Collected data
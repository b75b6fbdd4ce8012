//! Embedded engine connection (`SQLite` via rusqlite).
//!
//! File databases get WAL journaling, foreign keys and `synchronous = NORMAL`.
//! `:memory:` databases skip WAL, which `SQLite` does not support for them.

use std::collections::BTreeSet;
use std::path::{Path, PathBuf};

use rusqlite::params_from_iter;
use tracing::{debug, info, warn};

use super::{Connection, StatementHandle};
use crate::collection::RowCollection;
use crate::dialect::Backend;
use crate::errors::{DbError, Result};
use crate::statement::Statement;
use crate::value::Value;

const MEMORY: &str = ":memory:";

/// A single `SQLite` connection, opened lazily.
pub struct SqliteConnection {
    path: PathBuf,
    busy_timeout_ms: u32,
    conn: Option<rusqlite::Connection>,
    auto_commit: bool,
}

impl std::fmt::Debug for SqliteConnection {
    fn fmt(&self, f: &mut std::fmt::Formatter<'_>) -> std::fmt::Result {
        f.debug_struct("SqliteConnection")
            .field("path", &self.path)
            .field("open", &self.conn.is_some())
            .field("auto_commit", &self.auto_commit)
            .finish_non_exhaustive()
    }
}

impl SqliteConnection {
    /// Connection to a database file (created on open) or `:memory:`.
    pub fn new(path: impl AsRef<Path>, busy_timeout_ms: u32) -> Self {
        Self {
            path: path.as_ref().to_path_buf(),
            busy_timeout_ms,
            conn: None,
            auto_commit: true,
        }
    }

    /// In-memory database.
    pub fn in_memory() -> Self {
        Self::new(MEMORY, 5000)
    }

    /// Database path as configured.
    pub fn path(&self) -> &Path {
        &self.path
    }

    fn is_memory(&self) -> bool {
        self.path.as_os_str() == MEMORY
    }

    fn live(&self) -> Result<&rusqlite::Connection> {
        self.conn
            .as_ref()
            .ok_or_else(|| DbError::Unavailable("sqlite connection is closed".into()))
    }

    /// The live connection, with an implicit transaction opened first when
    /// auto-commit is off.
    fn live_for_statement(&self) -> Result<&rusqlite::Connection> {
        let conn = self.live()?;
        if !self.auto_commit && conn.is_autocommit() {
            conn.execute_batch("BEGIN")?;
        }
        Ok(conn)
    }
}

impl Connection for SqliteConnection {
    fn backend(&self) -> Backend {
        Backend::Sqlite
    }

    fn open(&mut self) -> Result<()> {
        if self.conn.is_some() {
            return Ok(());
        }
        let conn = if self.is_memory() {
            rusqlite::Connection::open_in_memory()?
        } else {
            if let Some(parent) = self.path.parent().filter(|p| !p.as_os_str().is_empty()) {
                std::fs::create_dir_all(parent).map_err(|e| {
                    DbError::Unavailable(format!("cannot create {}: {e}", parent.display()))
                })?;
            }
            let conn = rusqlite::Connection::open(&self.path)?;
            conn.execute_batch("PRAGMA journal_mode = WAL;")?;
            conn
        };
        conn.execute_batch(&format!(
            "PRAGMA busy_timeout = {};\
             PRAGMA foreign_keys = ON;\
             PRAGMA synchronous = NORMAL;",
            self.busy_timeout_ms
        ))?;
        info!(path = %self.path.display(), "sqlite connection opened");
        self.conn = Some(conn);
        Ok(())
    }

    fn is_open(&self) -> bool {
        self.conn.is_some()
    }

    fn close(&mut self) -> Result<()> {
        if let Some(conn) = self.conn.take() {
            conn.close().map_err(|(_, e)| DbError::Sqlite(e))?;
            info!(path = %self.path.display(), "sqlite connection closed");
        }
        Ok(())
    }

    fn prepare<'c>(&'c mut self, sql: &str) -> Result<Box<dyn StatementHandle + 'c>> {
        let conn = self.live_for_statement()?;
        let stmt = conn.prepare(sql)?;
        Ok(Box::new(SqliteStatement { stmt }))
    }

    fn insert(&mut self, stmt: &Statement) -> Result<BTreeSet<i64>> {
        let changes = self.execute(stmt)?;
        let last = self.live()?.last_insert_rowid();
        Ok(rowid_range(last, changes))
    }

    fn set_auto_commit(&mut self, enabled: bool) -> Result<()> {
        let closing = enabled && !self.auto_commit;
        self.auto_commit = enabled;
        debug!(enabled, "sqlite auto-commit");
        if closing {
            if let Err(e) = self.commit() {
                // A failed COMMIT leaves the transaction open.
                if let Err(rb) = self.rollback() {
                    warn!(error = %rb, "rollback after failed commit also failed");
                }
                return Err(e);
            }
        }
        Ok(())
    }

    fn auto_commit(&self) -> bool {
        self.auto_commit
    }

    fn commit(&mut self) -> Result<()> {
        let conn = self.live()?;
        if !conn.is_autocommit() {
            conn.execute_batch("COMMIT")?;
        }
        Ok(())
    }

    fn rollback(&mut self) -> Result<()> {
        let conn = self.live()?;
        if !conn.is_autocommit() {
            conn.execute_batch("ROLLBACK")?;
        }
        Ok(())
    }
}

struct SqliteStatement<'c> {
    stmt: rusqlite::Statement<'c>,
}

impl StatementHandle for SqliteStatement<'_> {
    fn parameter_count(&self) -> usize {
        self.stmt.parameter_count()
    }

    fn execute(&mut self, params: &[Value]) -> Result<u64> {
        let changed = self.stmt.execute(params_from_iter(params))?;
        Ok(u64::try_from(changed).unwrap_or(u64::MAX))
    }

    fn query(&mut self, params: &[Value]) -> Result<RowCollection> {
        let columns: Vec<String> = self
            .stmt
            .column_names()
            .into_iter()
            .map(String::from)
            .collect();
        let width = columns.len();
        let mut rows = self.stmt.query(params_from_iter(params))?;
        let mut values = Vec::new();
        while let Some(row) = rows.next()? {
            let cells = (0..width)
                .map(|i| row.get_ref(i).map(Value::from))
                .collect::<rusqlite::Result<Vec<_>>>()?;
            values.push(cells);
        }
        Ok(RowCollection::new(columns, values))
    }
}

/// Keys generated by the last statement: `SQLite` assigns a contiguous rowid
/// range to a multi-row INSERT, ending at `last_insert_rowid`.
fn rowid_range(last: i64, changes: u64) -> BTreeSet<i64> {
    if changes == 0 || last == 0 {
        return BTreeSet::new();
    }
    let changes = i64::try_from(changes).unwrap_or(i64::MAX);
    let first = last.saturating_sub(changes - 1).max(1);
    (first..=last).collect()
}

// ─────────────────────────────────────────────────────────────────────────────
// Tests
// ─────────────────────────────────────────────────────────────────────────────

#[cfg(test)]
mod tests {
    use super::*;

    fn open_memory() -> SqliteConnection {
        let mut conn = SqliteConnection::in_memory();
        conn.open().unwrap();
        conn.execute(&Statement::new(
            "CREATE TABLE t (id INTEGER PRIMARY KEY AUTOINCREMENT, name TEXT)",
        ))
        .unwrap();
        conn
    }

    fn count(conn: &mut SqliteConnection) -> i64 {
        conn.query(&Statement::new("SELECT COUNT(*) AS n FROM t"))
            .unwrap()
            .first()
            .unwrap()
            .get_long("n")
            .unwrap()
            .unwrap()
    }

    #[test]
    fn closed_connection_is_unavailable() {
        let mut conn = SqliteConnection::in_memory();
        assert!(!conn.is_open());
        assert!(matches!(
            conn.execute(&Statement::new("SELECT 1")),
            Err(DbError::Unavailable(_))
        ));
    }

    #[test]
    fn open_is_idempotent_and_close_closes() {
        let mut conn = SqliteConnection::in_memory();
        conn.open().unwrap();
        conn.open().unwrap();
        assert!(conn.is_open());
        conn.close().unwrap();
        assert!(!conn.is_open());
        conn.close().unwrap();
    }

    #[test]
    fn file_database_creates_parent_dirs_and_uses_wal() {
        let dir = tempfile::tempdir().unwrap();
        let path = dir.path().join("nested").join("db.sqlite");
        let mut conn = SqliteConnection::new(&path, 1000);
        conn.open().unwrap();
        assert!(path.exists());
        let mode = conn
            .query(&Statement::new("PRAGMA journal_mode"))
            .unwrap()
            .first()
            .unwrap()
            .get_string("journal_mode")
            .unwrap();
        assert_eq!(mode.as_deref(), Some("wal"));
    }

    #[test]
    fn multi_row_insert_returns_every_key() {
        let mut conn = open_memory();
        let first = conn
            .insert(&Statement::new("INSERT INTO t (name) VALUES (?1)").bind("a"))
            .unwrap();
        assert_eq!(first, BTreeSet::from([1]));
        let keys = conn
            .insert(&Statement::new("INSERT INTO t (name) VALUES ('b'), ('c'), ('d')"))
            .unwrap();
        assert_eq!(keys, BTreeSet::from([2, 3, 4]));
    }

    #[test]
    fn auto_commit_off_defers_until_commit() {
        let mut conn = open_memory();
        conn.set_auto_commit(false).unwrap();
        conn.execute(&Statement::new("INSERT INTO t (name) VALUES ('a')"))
            .unwrap();
        conn.rollback().unwrap();
        assert_eq!(count(&mut conn), 0);

        conn.execute(&Statement::new("INSERT INTO t (name) VALUES ('b')"))
            .unwrap();
        conn.commit().unwrap();
        conn.rollback().unwrap();
        assert_eq!(count(&mut conn), 1);
    }

    #[test]
    fn re_enabling_auto_commit_commits() {
        let mut conn = open_memory();
        conn.set_auto_commit(false).unwrap();
        conn.execute(&Statement::new("INSERT INTO t (name) VALUES ('a')"))
            .unwrap();
        conn.set_auto_commit(true).unwrap();
        assert!(conn.auto_commit());
        conn.rollback().unwrap();
        assert_eq!(count(&mut conn), 1);
    }

    fn open_with_deferred_child() -> SqliteConnection {
        let mut conn = open_memory();
        conn.execute(&Statement::new("CREATE TABLE parent (id INTEGER PRIMARY KEY)"))
            .unwrap();
        conn.execute(&Statement::new(
            "CREATE TABLE child (parent_id INTEGER REFERENCES parent(id) \
             DEFERRABLE INITIALLY DEFERRED)",
        ))
        .unwrap();
        conn
    }

    #[test]
    fn failed_commit_on_re_enable_still_restores_auto_commit() {
        let mut conn = open_with_deferred_child();
        conn.set_auto_commit(false).unwrap();
        conn.execute(&Statement::new("INSERT INTO child (parent_id) VALUES (999)"))
            .unwrap();

        assert!(matches!(conn.set_auto_commit(true), Err(DbError::Sqlite(_))));
        assert!(conn.auto_commit());
        assert!(conn.live().unwrap().is_autocommit());

        let keys = conn
            .insert(&Statement::new("INSERT INTO t (name) VALUES ('kept')"))
            .unwrap();
        assert_eq!(keys.len(), 1);
        conn.rollback().unwrap();
        assert_eq!(count(&mut conn), 1);
    }

    #[test]
    fn failed_commit_keeps_transaction_for_rollback() {
        let mut conn = open_with_deferred_child();
        conn.set_auto_commit(false).unwrap();
        conn.execute(&Statement::new("INSERT INTO child (parent_id) VALUES (999)"))
            .unwrap();
        assert!(conn.commit().is_err());
        conn.rollback().unwrap();
        conn.set_auto_commit(true).unwrap();
        let orphans = conn
            .query(&Statement::new("SELECT COUNT(*) AS n FROM child"))
            .unwrap()
            .first()
            .unwrap()
            .get_long("n")
            .unwrap();
        assert_eq!(orphans, Some(0));
    }

    #[test]
    fn prepared_handle_reports_parameter_count() {
        let mut conn = open_memory();
        let handle = conn.prepare("INSERT INTO t (name) VALUES (?1)").unwrap();
        assert_eq!(handle.parameter_count(), 1);
    }

    #[test]
    fn query_keeps_nulls_and_column_names() {
        let mut conn = open_memory();
        conn.execute(&Statement::new("INSERT INTO t (name) VALUES (NULL)"))
            .unwrap();
        let rows = conn.query(&Statement::new("SELECT id, name FROM t")).unwrap();
        assert_eq!(rows.columns(), &["id".to_string(), "name".to_string()]);
        assert!(rows.first().unwrap().is_null("name").unwrap());
    }

    #[test]
    fn rowid_range_edges() {
        assert!(rowid_range(0, 0).is_empty());
        assert!(rowid_range(5, 0).is_empty());
        assert_eq!(rowid_range(5, 1), BTreeSet::from([5]));
        assert_eq!(rowid_range(5, 3), BTreeSet::from([3, 4, 5]));
    }
}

> **Problem requirements**
Copy out each line of the data above, exactly, if it lies between the line holding "let mut rows" and the line holding "let first = last.saturating_sub(changes", inclusive; copy no other line.

> **Expected output**
        let mut rows = self.stmt.query(params_from_iter(params))?;
        let mut values = Vec::new();
        while let Some(row) = rows.next()? {
            let cells = (0..width)
                .map(|i| row.get_ref(i).map(Value::from))
                .collect::<rusqlite::Result<Vec<_>>>()?;
            values.push(cells);
        }
        Ok(RowCollection::new(columns, values))
    }
}

/// Keys generated by the last statement: `SQLite` assigns a contiguous rowid
/// range to a multi-row INSERT, ending at `last_insert_rowid`.
fn rowid_range(last: i64, changes: u64) -> BTreeSet<i64> {
    if changes == 0 || last == 0 {
        return BTreeSet::new();
    }
    let changes = i64::try_from(changes).unwrap_or(i64::MAX);
    let first = last.saturating_sub(changes - 1).max(1);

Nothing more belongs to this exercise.